A method, apparatus, and system for accessing at least a portion of a device based upon an access input. An access input is received. The access input includes information for gaining access to one or more functions of the device. A user access mode of the device is changed from a first access mode to a second access mode based upon at least in part on the access input. An application is selected in the device in response to changing from the first access mode to the second access mode. At least a portion of the output of the selected application is provided.

It reads like they are talking about having different accounts having access to different apps. Sounds like they are talking about monitoring activities on a mobile device that is already done on a desktop, or other device, which should not deem this activity patentable. (We need to expunge all these "new inventions" that should not be accepted just because it's on a mobile device.

I know that Android has a way now to manage profiles and only let certain people have access to certain kinds of apps. Even though the original patent was filed in 2010 but again desktops have had functionality for different logins/privileges long before then.

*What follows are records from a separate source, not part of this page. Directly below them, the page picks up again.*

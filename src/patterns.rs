//! The line grammar: one pattern table, two consumers.
//!
//! Both the executing scanner (which hides built-ins) and the classifying
//! scanner (which reports every line) match against this table, so the
//! grammar cannot drift between them. Precedence is fixed: patterns are
//! tried top to bottom and the first match wins; a line that matches
//! nothing is ordinary.
//!
//! The patterns are literals compiled once per scanner family. A pattern
//! that fails to compile is a defect in this file, surfaced as
//! [`ScanError::BadPattern`] so the top-level caller can abort.

use crate::error::ScanError;
use regex::Regex;
use std::rc::Rc;

/// One classified line. Exactly one variant per line, recomputed on every
/// advance, never persisted across lines.
#[derive(Debug, Clone, PartialEq, Eq)]
pub enum Command {
    MakeNewRoot(String),
    Batch(String),
    Foreach,
    End,
    Properties { label: String, file: String },
    SetProperty { key: String, value: String },
    Print(PrintArg),
    SaveTo(String),
    UseAsInput(String),
    Sleep(u64),
    Include(String),
    Ordinary(String),
}

/// Argument of a `print` line.
#[derive(Debug, Clone, PartialEq, Eq)]
pub enum PrintArg {
    /// `print -`: replay the previous output (resolved by the caller).
    Previous,
    Text(String),
}

pub struct Grammar {
    echo: Regex,
    make_new_root: Regex,
    batch: Regex,
    foreach_kw: Regex,
    end_kw: Regex,
    properties: Regex,
    set_property: Regex,
    print: Regex,
    save_to: Regex,
    use_as_input: Regex,
    sleep: Regex,
    include: Regex,
}

impl Grammar {
    pub fn compile() -> Result<Rc<Self>, ScanError> {
        Ok(Rc::new(Grammar {
            echo: Regex::new(r"^\s*echo\s+(\S.*\S)\s*$")?,
            make_new_root: Regex::new(r"^\s*makeNewRoot\s+(\S+)\s*$")?,
            batch: Regex::new(r"^\s*batch\s+(\S+)\s*$")?,
            foreach_kw: Regex::new(r"^\s*foreach\s*$")?,
            end_kw: Regex::new(r"^\s*end\s*$")?,
            properties: Regex::new(r"^\s*properties\s+([^=\s]+)=(\S+)\s*$")?,
            set_property: Regex::new(r"^\s*setProperty\s+([^=\s]+)=(.*)$")?,
            print: Regex::new(r"^\s*print\s+(.+?)\s*$")?,
            save_to: Regex::new(r"^\s*saveTo\s+(\S+)\s*$")?,
            use_as_input: Regex::new(r"^\s*useAsInput\s+(.+?)\s*$")?,
            sleep: Regex::new(r"^\s*sleep\s+(\d+)\s*$")?,
            include: Regex::new(r"^\s*include\s+(\S+)\s*$")?,
        }))
    }

    /// Detect and strip an `echo ` prefix. The remainder is processed as
    /// if it had been authored bare, so echoing composes with every other
    /// command form.
    pub fn strip_echo<'a>(&self, line: &'a str) -> (bool, &'a str) {
        match self.echo.captures(line) {
            Some(caps) => (true, caps.get(1).unwrap().as_str()),
            None => (false, line),
        }
    }

    fn one_arg(re: &Regex, line: &str) -> Option<String> {
        re.captures(line)
            .map(|caps| caps.get(1).unwrap().as_str().to_string())
    }

    fn two_args(re: &Regex, line: &str) -> Option<(String, String)> {
        re.captures(line).map(|caps| {
            (
                caps.get(1).unwrap().as_str().to_string(),
                caps.get(2).unwrap().as_str().to_string(),
            )
        })
    }

    /// Classify one line (echo prefix already removed). First match wins.
    pub fn classify(&self, line: &str) -> Command {
        if let Some(name) = Self::one_arg(&self.make_new_root, line) {
            return Command::MakeNewRoot(name);
        }
        if let Some(file) = Self::one_arg(&self.batch, line) {
            return Command::Batch(file);
        }
        if self.foreach_kw.is_match(line) {
            return Command::Foreach;
        }
        if self.end_kw.is_match(line) {
            return Command::End;
        }
        if let Some((label, file)) = Self::two_args(&self.properties, line) {
            return Command::Properties { label, file };
        }
        if let Some((key, value)) = Self::two_args(&self.set_property, line) {
            return Command::SetProperty { key, value };
        }
        if let Some(arg) = Self::one_arg(&self.print, line) {
            return if arg == "-" {
                Command::Print(PrintArg::Previous)
            } else {
                Command::Print(PrintArg::Text(arg))
            };
        }
        if let Some(target) = Self::one_arg(&self.save_to, line) {
            return Command::SaveTo(target);
        }
        if let Some(input) = Self::one_arg(&self.use_as_input, line) {
            return Command::UseAsInput(input);
        }
        if let Some(secs) = Self::one_arg(&self.sleep, line) {
            let millis = secs.parse::<u64>().unwrap_or(0).saturating_mul(1000);
            return Command::Sleep(millis);
        }
        if let Some(target) = Self::one_arg(&self.include, line) {
            return Command::Include(target);
        }
        Command::Ordinary(line.to_string())
    }
}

Maybe apple is trying to get to the point of where people don't have to enter a password to "log in" to a device. Maybe they want people to use gestures to "log in". That doesn't make it innovative.

Wanted to see what anyone else thought? This patent was just granted on Tuesday so it is really new.

Claim 1 is:

  1. A method for changing the an operational mode of a device, comprising:

    receiving a first gesture from a user while the device is in a locked mode, wherein while in the locked mode all applications except an unlocking application are inaccessible to the user, wherein the unlocking application grants access to at least one application that was heretofore inaccessible, wherein the first gesture is associated with a first unlocked mode of the device;

    determining if the first gesture is recognized by the device;

    changing the operational mode of the device from the locked mode to the first unlocked mode using the unlocking application in response to the first gesture only when the first gesture is recognized, wherein while in the first unlocked mode at least a first application associated with the first gesture becomes accessible; receiving a second gesture from the user while the device is in the first unlocked mode, the second gesture associated with a second unlocked mode of the device; determining if the second gesture is recognized by the device;

    and changing the operational mode of the device from the first unlocked mode to the second unlocked mode in response to the second gesture only when the second gesture is recognized, wherein while in the second unlocked mode at least a second application associated with the second gesture becomes accessible, wherein the first unlocked mode allows access to applications in a first group of applications, the second unlocked mode allows access to applications in a second group of applications, and the first group of applications and the second group of applications are mutually exclusive.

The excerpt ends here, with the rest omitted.